• GOAL OF THE EXERCISE
Show every line from the entries that follow which holds the word "rendered".

Collected data entries:
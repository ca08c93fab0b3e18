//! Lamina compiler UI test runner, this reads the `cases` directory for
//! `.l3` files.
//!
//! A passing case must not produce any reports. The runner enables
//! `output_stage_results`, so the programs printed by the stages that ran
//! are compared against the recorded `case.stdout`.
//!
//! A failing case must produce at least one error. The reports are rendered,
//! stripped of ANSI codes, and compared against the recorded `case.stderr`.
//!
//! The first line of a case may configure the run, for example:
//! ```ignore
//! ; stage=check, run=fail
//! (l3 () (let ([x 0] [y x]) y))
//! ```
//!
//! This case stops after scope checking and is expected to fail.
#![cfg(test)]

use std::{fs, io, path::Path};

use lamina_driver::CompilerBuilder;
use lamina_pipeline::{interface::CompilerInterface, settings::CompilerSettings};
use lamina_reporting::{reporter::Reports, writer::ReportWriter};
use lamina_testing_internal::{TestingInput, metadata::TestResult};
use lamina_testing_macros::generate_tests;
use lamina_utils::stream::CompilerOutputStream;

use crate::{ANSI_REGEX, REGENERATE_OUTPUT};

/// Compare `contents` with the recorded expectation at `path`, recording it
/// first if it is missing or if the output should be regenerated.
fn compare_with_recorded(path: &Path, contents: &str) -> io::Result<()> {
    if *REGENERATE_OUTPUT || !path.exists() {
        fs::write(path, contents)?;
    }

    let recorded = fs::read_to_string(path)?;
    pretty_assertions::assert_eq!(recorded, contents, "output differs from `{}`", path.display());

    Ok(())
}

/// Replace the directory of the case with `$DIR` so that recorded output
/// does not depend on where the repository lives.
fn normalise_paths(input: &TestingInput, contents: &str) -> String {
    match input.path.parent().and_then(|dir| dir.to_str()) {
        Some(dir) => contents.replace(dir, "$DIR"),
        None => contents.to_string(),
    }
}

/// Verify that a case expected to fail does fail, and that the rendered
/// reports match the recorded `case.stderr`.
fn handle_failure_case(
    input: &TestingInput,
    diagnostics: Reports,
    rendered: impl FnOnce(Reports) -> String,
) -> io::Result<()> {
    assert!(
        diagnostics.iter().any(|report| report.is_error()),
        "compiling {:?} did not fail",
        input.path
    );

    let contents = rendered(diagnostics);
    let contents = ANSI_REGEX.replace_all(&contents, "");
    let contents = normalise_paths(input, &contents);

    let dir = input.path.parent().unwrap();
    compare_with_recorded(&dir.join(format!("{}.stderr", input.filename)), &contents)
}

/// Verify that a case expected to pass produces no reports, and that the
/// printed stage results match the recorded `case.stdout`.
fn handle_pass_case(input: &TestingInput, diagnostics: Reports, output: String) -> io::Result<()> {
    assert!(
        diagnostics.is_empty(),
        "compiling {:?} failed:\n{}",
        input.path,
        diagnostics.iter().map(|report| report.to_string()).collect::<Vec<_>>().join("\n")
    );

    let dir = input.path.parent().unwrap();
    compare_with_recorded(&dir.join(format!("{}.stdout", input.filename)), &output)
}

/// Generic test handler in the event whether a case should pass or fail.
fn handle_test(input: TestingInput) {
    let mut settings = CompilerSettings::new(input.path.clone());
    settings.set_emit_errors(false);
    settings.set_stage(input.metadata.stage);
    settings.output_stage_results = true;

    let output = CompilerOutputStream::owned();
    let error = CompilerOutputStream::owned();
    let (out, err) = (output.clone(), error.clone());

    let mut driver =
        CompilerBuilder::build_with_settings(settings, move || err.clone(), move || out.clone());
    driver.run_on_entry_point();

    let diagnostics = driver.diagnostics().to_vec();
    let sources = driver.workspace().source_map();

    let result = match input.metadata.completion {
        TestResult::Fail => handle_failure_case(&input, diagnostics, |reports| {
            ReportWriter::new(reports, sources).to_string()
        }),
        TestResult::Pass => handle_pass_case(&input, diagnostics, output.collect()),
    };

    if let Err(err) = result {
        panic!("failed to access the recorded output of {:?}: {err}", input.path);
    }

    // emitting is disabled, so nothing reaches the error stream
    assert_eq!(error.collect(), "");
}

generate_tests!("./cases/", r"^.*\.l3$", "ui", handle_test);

• SOLUTION TO THE EXERCISE
//! A failing case must produce at least one error. The reports are rendered,
/// Verify that a case expected to fail does fail, and that the rendered
    rendered: impl FnOnce(Reports) -> String,
    let contents = rendered(diagnostics);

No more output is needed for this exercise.